También irrumpieron en el escenario internacional numerosos nuevos estados consecuencia del proceso de descolonización así como una panoplia de organizaciones internacionales (regionales y supranacionales) que limitaron pero no socavaron la soberanía estatal. En lo que a Europa occidental se refiere, con el apoyo económico, militar e ideológico de Estados Unidos inició un proceso de reconstrucción post-bélica cuyos resultados fueron sobresalientes, como corrobora la prosperidad y el crecimiento que caracterizó a sus países durante el periodo 1945-1973.

8. En conclusión

Las dos guerras mundiales resultaron determinantes en la irrupción de Estados Unidos como potencia global. No obstante, su comportamiento al término de ambos conflictos bélicos fue diferente, cuestión abordada con rigor por las cuatro obras elegidas, referentes obligatorios para quienes se dediquen a las relaciones internacionales, la historia o la ciencia política. Consecuentemente, todo académico o investigador que tenga como objeto de estudio la política exterior de Estados Unidos deberá recurrir a estos cuatro libros.

Bibliografía

Erika Pani, Historia mínima de Estados Unidos. Turner, Madrid, 2016.

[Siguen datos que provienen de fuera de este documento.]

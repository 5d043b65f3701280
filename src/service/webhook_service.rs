use crate::dto::webhook_dto::{classify, RecordKind, WebhookResponse, WriteOperation};
use crate::model::customer::Customer;
use crate::model::note_template::NoteTemplate;
use crate::model::quotation::Quotation;
use crate::model::service_item::ServiceItem;
use crate::repository::record_repo::{RecordRepository, SheetRecordRepository};
use crate::repository::sheet_store::SheetStore;
use crate::service::quotation_service::QuotationService;
use crate::util::coerce::{cell_key, is_truthy};
use crate::util::error::ServiceError;
use crate::util::write_lock::WriteLock;
use async_trait::async_trait;
use serde::de::DeserializeOwned;
use serde::Serialize;
use serde_json::{Map, Value};
use std::sync::Arc;
use tracing::{error, info, instrument, warn};

/// Read action used when the query names none.
pub const DEFAULT_READ_ACTION: &str = "read_notes_templates";

/// Single entry point for webhook reads and writes.
///
/// Every method answers with a [`WebhookResponse`]; failures are folded into
/// `{success:false}` bodies instead of being returned.
#[async_trait]
pub trait WebhookService: Send + Sync {
    async fn read(&self, action: Option<&str>) -> WebhookResponse;
    /// Classify the payload by shape and apply it under the write lock.
    async fn write(&self, body: &[u8]) -> WebhookResponse;
    /// Apply a payload whose family is fixed by the route it arrived on.
    async fn write_as(&self, kind: RecordKind, body: &[u8]) -> WebhookResponse;
    async fn send_quotation_email(&self, quotation: Quotation) -> WebhookResponse;
}

pub struct WebhookServiceImpl {
    customers: Arc<dyn RecordRepository<Customer>>,
    services: Arc<dyn RecordRepository<ServiceItem>>,
    templates: Arc<dyn RecordRepository<NoteTemplate>>,
    quotations: Arc<dyn QuotationService>,
    lock: WriteLock,
}

fn parse_body(body: &[u8]) -> Result<Value, ServiceError> {
    if body.iter().all(u8::is_ascii_whitespace) {
        return Err(ServiceError::InvalidPayload("No data received".to_string()));
    }
    serde_json::from_slice(body).map_err(|e| ServiceError::InvalidPayload(e.to_string()))
}

fn decode<T: DeserializeOwned>(body: Value) -> Result<T, ServiceError> {
    serde_json::from_value(body).map_err(|e| ServiceError::InvalidPayload(e.to_string()))
}

fn to_data<T: Serialize>(records: &[T]) -> Result<Value, ServiceError> {
    serde_json::to_value(records).map_err(|e| ServiceError::InternalError(e.to_string()))
}

fn target_id(body: &Value) -> String {
    body.get("id").map(cell_key).unwrap_or_default()
}

impl WebhookServiceImpl {
    pub fn new(store: Arc<dyn SheetStore>, quotations: Arc<dyn QuotationService>, lock: WriteLock) -> Self {
        Self {
            customers: Arc::new(SheetRecordRepository::<Customer>::new(store.clone())),
            services: Arc::new(SheetRecordRepository::<ServiceItem>::new(store.clone())),
            templates: Arc::new(SheetRecordRepository::<NoteTemplate>::new(store)),
            quotations,
            lock,
        }
    }

    pub fn lock(&self) -> &WriteLock {
        &self.lock
    }

    async fn read_data(&self, action: &str) -> Result<Value, ServiceError> {
        match action {
            "read_notes_templates" => to_data(&self.templates.list_all().await?),
            "read_services" => to_data(&self.services.list_all().await?),
            "read_customers" => to_data(&self.customers.list_all().await?),
            "read_quotes" => to_data(&self.quotations.list_quotations().await?),
            other => Err(ServiceError::UnknownAction(format!("unknown read action '{}'", other))),
        }
    }

    async fn apply(&self, operation: WriteOperation, body: Value) -> Result<WebhookResponse, ServiceError> {
        match operation {
            WriteOperation::Upsert(kind) => {
                let outcome = match kind {
                    RecordKind::Customer => self.customers.upsert(decode(body)?).await?,
                    RecordKind::Service => self.services.upsert(decode(body)?).await?,
                    RecordKind::NoteTemplate => self.templates.upsert(decode(body)?).await?,
                    RecordKind::Quotation => self.quotations.save_quotation(decode(body)?).await?,
                };
                Ok(WebhookResponse::upserted(kind, outcome))
            }
            WriteOperation::Delete(kind) => {
                let id = target_id(&body);
                let outcome = match kind {
                    RecordKind::Quotation => {
                        let result = self.quotations.delete_quotation(&id).await?;
                        return Ok(WebhookResponse::cascade(&id, result));
                    }
                    RecordKind::Customer => self.customers.delete(&id).await?,
                    RecordKind::Service => self.services.delete(&id).await?,
                    RecordKind::NoteTemplate => self.templates.delete(&id).await?,
                };
                Ok(WebhookResponse::deleted_rows(kind, outcome.deleted))
            }
        }
    }

    /// Take the lock, parse, pick the operation and apply it. The guard
    /// lives until this returns.
    async fn locked_write<F>(&self, body: &[u8], choose: F) -> Result<WebhookResponse, ServiceError>
    where
        F: FnOnce(&Value) -> Result<WriteOperation, ServiceError> + Send,
    {
        let _guard = self.lock.acquire().await?;
        let body = parse_body(body)?;
        let operation = choose(&body)?;
        info!(?operation, "Applying write");
        self.apply(operation, body).await
    }
}

fn log_failure(response: &WebhookResponse) {
    if !response.success {
        match response.code.as_deref() {
            Some("InternalError") => error!(error = ?response.error, "Webhook request failed"),
            _ => warn!(code = ?response.code, error = ?response.error, "Webhook request rejected"),
        }
    }
}

#[async_trait]
impl WebhookService for WebhookServiceImpl {
    #[instrument(skip(self))]
    async fn read(&self, action: Option<&str>) -> WebhookResponse {
        let action = action.map(str::trim).filter(|a| !a.is_empty()).unwrap_or(DEFAULT_READ_ACTION);
        let response: WebhookResponse = self.read_data(action).await.map(WebhookResponse::data).into();
        log_failure(&response);
        response
    }

    #[instrument(skip(self, body), fields(bytes = body.len()))]
    async fn write(&self, body: &[u8]) -> WebhookResponse {
        let response: WebhookResponse = self.locked_write(body, classify).await.into();
        log_failure(&response);
        response
    }

    #[instrument(skip(self, body), fields(bytes = body.len()))]
    async fn write_as(&self, kind: RecordKind, body: &[u8]) -> WebhookResponse {
        let choose = move |body: &Value| -> Result<WriteOperation, ServiceError> {
            let object: &Map<String, Value> = body
                .as_object()
                .ok_or_else(|| ServiceError::InvalidPayload("expected a JSON object".to_string()))?;
            let deleting = is_truthy(object.get("_delete"))
                || (kind == RecordKind::Quotation
                    && object.get("action").and_then(Value::as_str) == Some("delete_quote"));
            Ok(if deleting { WriteOperation::Delete(kind) } else { WriteOperation::Upsert(kind) })
        };
        let response: WebhookResponse = self.locked_write(body, choose).await.into();
        log_failure(&response);
        response
    }

    #[instrument(skip(self, quotation), fields(quote_number = %quotation.quote_number))]
    async fn send_quotation_email(&self, quotation: Quotation) -> WebhookResponse {
        let response: WebhookResponse = self
            .quotations
            .send_quotation_email(quotation)
            .await
            .map(|to| WebhookResponse::message(format!("Quotation sent to {}", to)))
            .into();
        log_failure(&response);
        response
    }
}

Juan Tovar, La doctrina en la política exterior de Estados Unidos: de Truman a Trump. Catarata, Madrid, 2017.

Pedro F.R Josa, La gran revolución americana. Raíces ideológicas de la política exterior de Estados Unidos. (Prólogo de Florentino Portero). Encuentro, Madrid, 2015.

José Luis Neila, El destino manifiesto de una idea: Estados Unidos en el sistema internacional. Editado por la Universidad Autónoma de Madrid, Madrid, 2018.